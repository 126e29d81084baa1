// Weight Entry - one weighing batch for a listing
//
// Append-only. Live-mode entries gate settlement; internal (dead-mode)
// entries are informational and never drive the state machine.

use chrono::{DateTime, Utc};
use serde::{Deserialize, Serialize};

#[derive(Debug, Clone, Serialize, Deserialize)]
pub struct WeightEntry {
    pub id: String,
    pub listing_id: String,
    pub batch_number: i64,
    /// Head count in this batch
    pub quantity: i64,
    /// Batch weight in kg
    pub total_weight: f64,
    /// Farmer's own dead-mode weighing, for reference only
    pub is_internal: bool,
    pub timestamp: DateTime<Utc>,
}

/// Payload for recording a weighing batch
#[derive(Debug, Clone, Deserialize)]
pub struct NewWeightEntry {
    pub batch_number: i64,
    pub quantity: i64,
    pub total_weight: f64,
    #[serde(default)]
    pub timestamp: Option<DateTime<Utc>>,
}

impl WeightEntry {
    pub fn create(data: NewWeightEntry, listing_id: &str, is_internal: bool) -> Self {
        WeightEntry {
            id: uuid::Uuid::new_v4().to_string(),
            listing_id: listing_id.to_string(),
            batch_number: data.batch_number,
            quantity: data.quantity,
            total_weight: data.total_weight,
            is_internal,
            timestamp: data.timestamp.unwrap_or_else(Utc::now),
        }
    }
}
pub fn insert_demand(conn: &Connection, demand: &DemandRequest) -> Result<()> {
    let targets_json = serde_json::to_string(&demand.targets)?;
    conn.execute(
        "INSERT INTO demand_requests (id, owner_id, targets, race, age_min, age_max,
                                      sex, quantity, contact, created_at)
         VALUES (?1, ?2, ?3, ?4, ?5, ?6, ?7, ?8, ?9, ?10)",
        params![
            demand.id,
            demand.owner_id,
            targets_json,
            demand.race,
            demand.age_min,
            demand.age_max,
            demand.sex,
            demand.quantity,
            demand.contact,
            dt_to_sql(&demand.created_at),
        ],
    )?;
    Ok(())
}

pub fn all_demands(conn: &Connection) -> Result<Vec<DemandRequest>> {
    let mut stmt = conn.prepare(&format!(
        "SELECT {} FROM demand_requests ORDER BY created_at DESC",
        DEMAND_COLS
    ))?;
    let demands = stmt
        .query_map([], row_to_demand)?
        .collect::<rusqlite::Result<Vec<_>>>()?;
    Ok(demands)
}

pub fn demands_by_owner(conn: &Connection, owner_id: &str) -> Result<Vec<DemandRequest>> {
    let mut stmt = conn.prepare(&format!(
        "SELECT {} FROM demand_requests WHERE owner_id = ?1 ORDER BY created_at DESC",
        DEMAND_COLS
    ))?;
    let demands = stmt
        .query_map(params![owner_id], row_to_demand)?
        .collect::<rusqlite::Result<Vec<_>>>()?;
    Ok(demands)
}

pub fn delete_demand(conn: &Connection, id: &str) -> Result<bool> {
    let changed = conn.execute("DELETE FROM demand_requests WHERE id = ?1", params![id])?;
    Ok(changed > 0)
}

// ============================================================================
// PROPOSALS
// ============================================================================

const PROPOSAL_COLS: &str = "id, supply_id, buyer_id, buyer_contact, price_offer, \
                             price_per_unit, message, loading_date, conditions, status, \
                             deposit_amount, deposit_paid_at, deposit_refunded, \
                             deposit_refunded_at, created_at";

fn row_to_proposal(row: &Row) -> rusqlite::Result<Proposal> {
    let status: String = row.get(9)?;
    Ok(Proposal {
        id: row.get(0)?,
        supply_id: row.get(1)?,
        buyer_id: row.get(2)?,
        buyer_contact: row.get(3)?,
        price_offer: row.get(4)?,
        price_per_unit: row.get(5)?,
        message: row.get(6)?,
        loading_date: row.get(7)?,
        conditions: row.get(8)?,
        status: ProposalStatus::from_str(&status).ok_or(rusqlite::Error::InvalidQuery)?,
        deposit_amount: row.get(10)?,
        deposit_paid_at: dt_opt_from_sql(row.get(11)?),
        deposit_refunded: row.get(12)?,
        deposit_refunded_at: dt_opt_from_sql(row.get(13)?),
        created_at: dt_from_sql(row.get(14)?)?,
    })
}

pub fn insert_proposal(conn: &Connection, prop: &Proposal) -> Result<()> {
    conn.execute(
        "INSERT INTO proposals (id, supply_id, buyer_id, buyer_contact, price_offer,
                                price_per_unit, message, loading_date, conditions, status,
                                deposit_amount, deposit_paid_at, deposit_refunded,
                                deposit_refunded_at, created_at)
         VALUES (?1, ?2, ?3, ?4, ?5, ?6, ?7, ?8, ?9, ?10, ?11, ?12, ?13, ?14, ?15)",
        params![
            prop.id,
            prop.supply_id,
            prop.buyer_id,
            prop.buyer_contact,
            prop.price_offer,
            prop.price_per_unit,
            prop.message,
            prop.loading_date,
            prop.conditions,
            prop.status.as_str(),
            prop.deposit_amount,
            dt_opt_to_sql(&prop.deposit_paid_at),
            prop.deposit_refunded,
            dt_opt_to_sql(&prop.deposit_refunded_at),
            dt_to_sql(&prop.created_at),
        ],
    )?;
    Ok(())
}

pub fn get_proposal(conn: &Connection, id: &str) -> Result<Option<Proposal>> {
    let prop = conn
        .query_row(
            &format!("SELECT {} FROM proposals WHERE id = ?1", PROPOSAL_COLS),
            params![id],
            row_to_proposal,
        )
        .optional()?;
    Ok(prop)
}

pub fn proposals_for_listing(conn: &Connection, supply_id: &str) -> Result<Vec<Proposal>> {
    let mut stmt = conn.prepare(&format!(
        "SELECT {} FROM proposals WHERE supply_id = ?1 ORDER BY created_at DESC",
        PROPOSAL_COLS
    ))?;
    let props = stmt
        .query_map(params![supply_id], row_to_proposal)?
        .collect::<rusqlite::Result<Vec<_>>>()?;
    Ok(props)
}

pub fn proposals_by_buyer(conn: &Connection, buyer_id: &str) -> Result<Vec<Proposal>> {
    let mut stmt = conn.prepare(&format!(
        "SELECT {} FROM proposals WHERE buyer_id = ?1 ORDER BY created_at DESC",
        PROPOSAL_COLS
    ))?;
    let props = stmt
        .query_map(params![buyer_id], row_to_proposal)?
        .collect::<rusqlite::Result<Vec<_>>>()?;
    Ok(props)
}

/// The proposal currently holding the deal, if any (settlement looks for PAID)
pub fn proposal_for_listing_with_status(
    conn: &Connection,
    supply_id: &str,
    status: ProposalStatus,
) -> Result<Option<Proposal>> {
    let prop = conn
        .query_row(
            &format!(
                "SELECT {} FROM proposals WHERE supply_id = ?1 AND status = ?2",
                PROPOSAL_COLS
            ),
            params![supply_id, status.as_str()],
            row_to_proposal,
        )
        .optional()?;
    Ok(prop)
}

pub fn update_proposal(conn: &Connection, prop: &Proposal) -> Result<()> {
    conn.execute(
        "UPDATE proposals
         SET status = ?1, deposit_amount = ?2, deposit_paid_at = ?3,
             deposit_refunded = ?4, deposit_refunded_at = ?5
         WHERE id = ?6",
        params![
            prop.status.as_str(),
            prop.deposit_amount,
            dt_opt_to_sql(&prop.deposit_paid_at),
            prop.deposit_refunded,
            dt_opt_to_sql(&prop.deposit_refunded_at),
            prop.id,
        ],
    )?;
    Ok(())
}

// ============================================================================
// WEIGHT ENTRIES
// ============================================================================

fn row_to_weight(row: &Row) -> rusqlite::Result<WeightEntry> {
    Ok(WeightEntry {
        id: row.get(0)?,
        listing_id: row.get(1)?,
        batch_number: row.get(2)?,
        quantity: row.get(3)?,
        total_weight: row.get(4)?,
        is_internal: row.get(5)?,
        timestamp: dt_from_sql(row.get(6)?)?,
    })
}

pub fn insert_weight_entry(conn: &Connection, entry: &WeightEntry) -> Result<()> {
    conn.execute(
        "INSERT INTO weight_entries (id, listing_id, batch_number, quantity, total_weight,
                                     is_internal, timestamp)
         VALUES (?1, ?2, ?3, ?4, ?5, ?6, ?7)",
        params![
            entry.id,
            entry.listing_id,
            entry.batch_number,
            entry.quantity,
            entry.total_weight,
            entry.is_internal,
            dt_to_sql(&entry.timestamp),
        ],
    )?;
    Ok(())
}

**Problem requirements:**
Show every line from the entries above in which the word "params" appears.

**Result:**
        params![
        .query_map(params![owner_id], row_to_demand)?
    let changed = conn.execute("DELETE FROM demand_requests WHERE id = ?1", params![id])?;
        params![
            params![id],
        .query_map(params![supply_id], row_to_proposal)?
        .query_map(params![buyer_id], row_to_proposal)?
            params![supply_id, status.as_str()],
        params![
        params![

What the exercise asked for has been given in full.